* Required work
Look through the data below and return each line where "Option" appears.

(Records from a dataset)

______

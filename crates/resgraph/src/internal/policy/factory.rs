use std::sync::Arc;

use crate::internal::common::error::RgError;
use crate::internal::policy::{
    FirstMatch, HighIdFirst, LocalityAware, LowIdFirst, MatchPolicy, VariationAware,
};

pub const POLICY_NAMES: [&str; 5] = ["first", "low", "high", "locality", "variation"];

pub fn create_policy(name: &str) -> crate::Result<Arc<dyn MatchPolicy>> {
    let policy: Arc<dyn MatchPolicy> = match name {
        "first" => Arc::new(FirstMatch),
        "low" => Arc::new(LowIdFirst),
        "high" => Arc::new(HighIdFirst),
        "locality" => Arc::new(LocalityAware),
        "variation" => Arc::new(VariationAware),
        _ => {
            return Err(RgError::ConfigError(format!(
                "unknown match policy '{name}', expected one of: {}",
                POLICY_NAMES.join(", ")
            )));
        }
    };
    log::debug!("Match policy '{}' created", policy.name());
    Ok(policy)
}

#[cfg(test)]
mod tests {
    use super::*;

    #[test]
    fn every_name_creates_its_policy() {
        for name in POLICY_NAMES {
            assert_eq!(create_policy(name).unwrap().name(), name);
        }
    }

    #[test]
    fn unknown_name_is_rejected() {
        assert!(matches!(
            create_policy("fastest"),
            Err(RgError::ConfigError(_))
        ));
    }
}
impl<Q: Quantity> Timeline<Q> {
    pub fn new(base_time: Time, duration: Duration, total: Q) -> crate::Result<Self> {
        if total.has_negative() {
            return Err(RgError::InvalidArgument(format!(
                "planner total {total:?} must not be negative"
            )));
        }
        let plan_end = Self::horizon_end(base_time, duration)?;
        let mut timeline = Timeline {
            plan_start: base_time,
            plan_end,
            total,
            points: BTreeMap::new(),
            spans: BTreeMap::new(),
            span_counter: 0,
            avail_query: None,
        };
        timeline.insert_base_point();
        Ok(timeline)
    }

    fn horizon_end(base_time: Time, duration: Duration) -> crate::Result<Time> {
        if duration == 0 {
            return Err(RgError::InvalidArgument(
                "planner duration must be positive".to_string(),
            ));
        }
        window_end(base_time, duration).ok_or_else(|| {
            RgError::InvalidArgument(format!(
                "planner horizon {base_time}+{duration} overflows"
            ))
        })
    }

    fn insert_base_point(&mut self) {
        let zero = self.total.zero_like();
        self.points.insert(
            self.plan_start,
            ScheduledPoint {
                at: self.plan_start,
                scheduled: zero,
                remaining: self.total.clone(),
            },
        );
    }

    pub fn reset(&mut self, base_time: Time, duration: Duration) -> crate::Result<()> {
        self.plan_end = Self::horizon_end(base_time, duration)?;
        self.plan_start = base_time;
        self.points.clear();
        self.spans.clear();
        self.avail_query = None;
        self.insert_base_point();
        Ok(())
    }

    #[inline]
    pub fn plan_start(&self) -> Time {
        self.plan_start
    }

    #[inline]
    pub fn plan_end(&self) -> Time {
        self.plan_end
    }

    #[inline]
    pub fn total(&self) -> &Q {
        &self.total
    }

    /// Neighbouring points whose free counts both clamp to zero stay separate, since
    /// their scheduled counts still differ and span removal relies on them.
    pub fn update_total(&mut self, total: Q) -> crate::Result<()> {
        if total.has_negative() || total.dimensions() != self.total.dimensions() {
            return Err(RgError::InvalidArgument(format!(
                "invalid planner total {total:?}"
            )));
        }
        self.total = total;
        for point in self.points.values_mut() {
            point.remaining = Q::remaining(&self.total, &point.scheduled);
        }
        self.avail_query = None;
        Ok(())
    }

    pub fn points(&self) -> impl Iterator<Item = &ScheduledPoint<Q>> {
        self.points.values()
    }

    #[inline]
    pub fn point_count(&self) -> usize {
        self.points.len()
    }

    pub fn spans(&self) -> impl Iterator<Item = &Span<Q>> {
        self.spans.values()
    }

    #[inline]
    pub fn span(&self, span_id: SpanId) -> Option<&Span<Q>> {
        self.spans.get(&span_id)
    }

    #[inline]
    pub fn span_count(&self) -> usize {
        self.spans.len()
    }

    fn check_window(&self, at: Time, duration: Duration) -> crate::Result<Time> {
        if duration == 0 {
            return Err(RgError::InvalidArgument(
                "duration must be positive".to_string(),
            ));
        }
        match window_end(at, duration) {
            Some(end) if at >= self.plan_start && end <= self.plan_end => Ok(end),
            _ => Err(RgError::InvalidArgument(format!(
                "window {at}+{duration} is outside of planner horizon [{}, {})",
                self.plan_start, self.plan_end
            ))),
        }
    }

    fn check_request(&self, request: &Q) -> crate::Result<()> {
        if request.dimensions() != self.total.dimensions() {
            return Err(RgError::InvalidArgument(format!(
                "request {request:?} does not match planner dimensions {}",
                self.total.dimensions()
            )));
        }
        if request.has_negative() {
            return Err(RgError::InvalidArgument(format!(
                "request {request:?} must not be negative"
            )));
        }
        Ok(())
    }

    /// Points describing `[start, end)`: the point in effect at `start` followed by every
    /// point strictly inside the window.
    fn covering(&self, start: Time, end: Time) -> impl Iterator<Item = &ScheduledPoint<Q>> {
        let first = self.points.range(..=start).next_back().map(|(_, p)| p);
        let rest = if end > start {
            Some(
                self.points
                    .range((Excluded(start), Excluded(end)))
                    .map(|(_, p)| p),
            )
        } else {
            None
        };
        first.into_iter().chain(rest.into_iter().flatten())
    }

    pub fn avail_during(&self, at: Time, duration: Duration, request: &Q) -> crate::Result<bool> {
        let end = self.check_window(at, duration)?;
        self.check_request(request)?;
        Ok(self
            .covering(at, end)
            .all(|point| point.remaining.covers(request)))
    }

    /// Minimum amount of free resources over the window.
    pub fn avail_resources_during(&self, at: Time, duration: Duration) -> crate::Result<Q> {
        let end = self.check_window(at, duration)?;
        let mut points = self.covering(at, end);
        let mut min = match points.next() {
            Some(point) => point.remaining.clone(),
            None => return Err(RgError::GenericError("planner has no base point".into())),
        };
        for point in points {
            min.min_assign(&point.remaining);
        }
        Ok(min)
    }

    pub fn avail_resources_at(&self, at: Time) -> crate::Result<Q> {
        if at < self.plan_start || at >= self.plan_end {
            return Err(RgError::InvalidArgument(format!(
                "time {at} is outside of planner horizon [{}, {})",
                self.plan_start, self.plan_end
            )));
        }
        self.covering(at, at)
            .next()
            .map(|point| point.remaining.clone())
            .ok_or_else(|| RgError::GenericError("planner has no base point".into()))
    }

    /// Earliest start `>= from` (either `from` itself or a point time) at which the
    /// request fits for the whole duration.
    fn earliest_fit(&self, from: Time, duration: Duration, request: &Q) -> Option<Time> {
        let length = i64::try_from(duration).ok()?;
        let mut candidate: Option<Time> = None;
        for point in self.covering(from, self.plan_end) {
            let t = point.at.max(from);
            if let Some(start) = candidate {
                if t - start >= length {
                    break;
                }
            }
            if point.remaining.covers(request) {
                if candidate.is_none() {
                    candidate = Some(t);
                }
            } else {
                candidate = None;
            }
        }
        candidate.filter(|start| window_end(*start, duration).is_some_and(|end| end <= self.plan_end))
    }

    pub fn avail_time_first(
        &mut self,
        on_or_after: Time,
        duration: Duration,
        request: Q,
    ) -> crate::Result<Option<Time>> {
        if on_or_after < self.plan_start {
            return Err(RgError::InvalidArgument(format!(
                "time {on_or_after} precedes planner start {}",
                self.plan_start
            )));
        }
        if duration == 0 {
            return Err(RgError::InvalidArgument(
                "duration must be positive".to_string(),
            ));
        }
        self.check_request(&request)?;
        self.avail_query = None;
        if on_or_after >= self.plan_end || !self.total.covers(&request) {
            return Ok(None);
        }
        let found = self.earliest_fit(on_or_after, duration, &request);
        if let Some(start) = found {
            self.avail_query = Some(AvailQuery {
                request,
                duration,
                last_start: start,
            });
        }
        Ok(found)
    }

    /// Continues the last `avail_time_first` query with the next later point time at
    /// which the request fits.
    pub fn avail_time_next(&mut self) -> crate::Result<Option<Time>> {
        let Some(query) = self.avail_query.take() else {
            return Err(RgError::InvalidArgument(
                "no availability query in progress".to_string(),
            ));
        };
        let next_point = self
            .points
            .range((Excluded(query.last_start), Unbounded))
            .next()
            .map(|(at, _)| *at);
        let found =
            next_point.and_then(|from| self.earliest_fit(from, query.duration, &query.request));
        if let Some(start) = found {
            self.avail_query = Some(AvailQuery {
                last_start: start,
                ..query
            });
        }
        Ok(found)
    }

    /// Earliest time `>= on_or_after` at which the request does not fit.
    pub fn unavail_time_first(&self, on_or_after: Time, request: &Q) -> crate::Result<Option<Time>> {
        self.check_request(request)?;
        if on_or_after < self.plan_start {
            return Err(RgError::InvalidArgument(format!(
                "time {on_or_after} precedes planner start {}",
                self.plan_start
            )));
        }
        Ok(self
            .covering(on_or_after, self.plan_end)
            .find(|point| !point.remaining.covers(request))
            .map(|point| point.at.max(on_or_after)))
    }

    /// Makes sure a point exists at `at`; a new point inherits its predecessor's counts.
    fn split_at(&mut self, at: Time) {
        if self.points.contains_key(&at) {
            return;
        }
        if let Some((_, prev)) = self.points.range(..at).next_back() {
            let point = ScheduledPoint {
                at,
                scheduled: prev.scheduled.clone(),
                remaining: prev.remaining.clone(),
            };
            self.points.insert(at, point);
        }
    }

    fn coalesce_at(&mut self, at: Time) {
        if at == self.plan_start {
            return;
        }
        let redundant = match (
            self.points.range(..at).next_back(),
            self.points.get(&at),
        ) {
            (Some((_, prev)), Some(point)) => {
                prev.scheduled == point.scheduled && prev.remaining == point.remaining
            }
            _ => false,
        };
        if redundant {
            self.points.remove(&at);
        }
    }

    fn apply(&mut self, start: Time, end: Time, amount: &Q, reserve: bool) {
        self.split_at(start);
        self.split_at(end);
        for point in self.points.range_mut(start..end).map(|(_, p)| p) {
            if reserve {
                point.scheduled.add_assign(amount);
            } else {
                point.scheduled.sub_assign(amount);
            }
            point.remaining = Q::remaining(&self.total, &point.scheduled);
        }
        self.coalesce_at(start);
        self.coalesce_at(end);
        self.avail_query = None;
    }

    pub fn add_span(&mut self, start: Time, duration: Duration, request: Q) -> crate::Result<SpanId> {
        let end = self.check_window(start, duration)?;
        self.check_request(&request)?;
        if !self
            .covering(start, end)
            .all(|point| point.remaining.covers(&request))
        {
            return Err(RgError::CapacityExceeded(format!(
                "{request:?} is not available in [{start}, {end})"
            )));
        }
        self.apply(start, end, &request, true);
        self.span_counter += 1;
        let id = SpanId::new(self.span_counter);
        self.spans.insert(
            id,
            Span {
                id,
                start,
                end,
                planned: request,
            },
        );
        Ok(id)
    }

    pub fn rem_span(&mut self, span_id: SpanId) -> crate::Result<()> {
        let span = self.spans.remove(&span_id).ok_or_else(|| {
            RgError::InconsistentRelease(format!("span {span_id} does not exist"))
        })?;
        if !self
            .covering(span.start, span.end)
            .all(|point| point.scheduled.covers(&span.planned))
        {
            self.spans.insert(span_id, span);
            return Err(RgError::InconsistentRelease(format!(
                "span {span_id} is not backed by the planner points"
            )));
        }
        self.apply(span.start, span.end, &span.planned, false);
        Ok(())
    }

    /// Releases `amount` of the span's resources; the span is removed once nothing is
    /// planned in it. Returns true if the span was removed.
    pub fn reduce_span(&mut self, span_id: SpanId, amount: Q) -> crate::Result<bool> {
        self.check_request(&amount)?;
        let span = self.spans.get(&span_id).ok_or_else(|| {
            RgError::InconsistentRelease(format!("span {span_id} does not exist"))
        })?;
        if !span.planned.covers(&amount) {
            return Err(RgError::InconsistentRelease(format!(
                "cannot reduce span {span_id} planning {:?} by {amount:?}",
                span.planned
            )));
        }
        if span.planned == amount {
            self.rem_span(span_id)?;
            return Ok(true);
        }
        let (start, end) = (span.start, span.end);
        self.apply(start, end, &amount, false);
        if let Some(span) = self.spans.get_mut(&span_id) {
            span.planned.sub_assign(&amount);
        }
        Ok(false)
    }
}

______

* Solution to the problem
    pub fn span(&self, span_id: SpanId) -> Option<&Span<Q>> {
    fn earliest_fit(&self, from: Time, duration: Duration, request: &Q) -> Option<Time> {
        let mut candidate: Option<Time> = None;
    ) -> crate::Result<Option<Time>> {
    pub fn avail_time_next(&mut self) -> crate::Result<Option<Time>> {
    pub fn unavail_time_first(&self, on_or_after: Time, request: &Q) -> crate::Result<Option<Time>> {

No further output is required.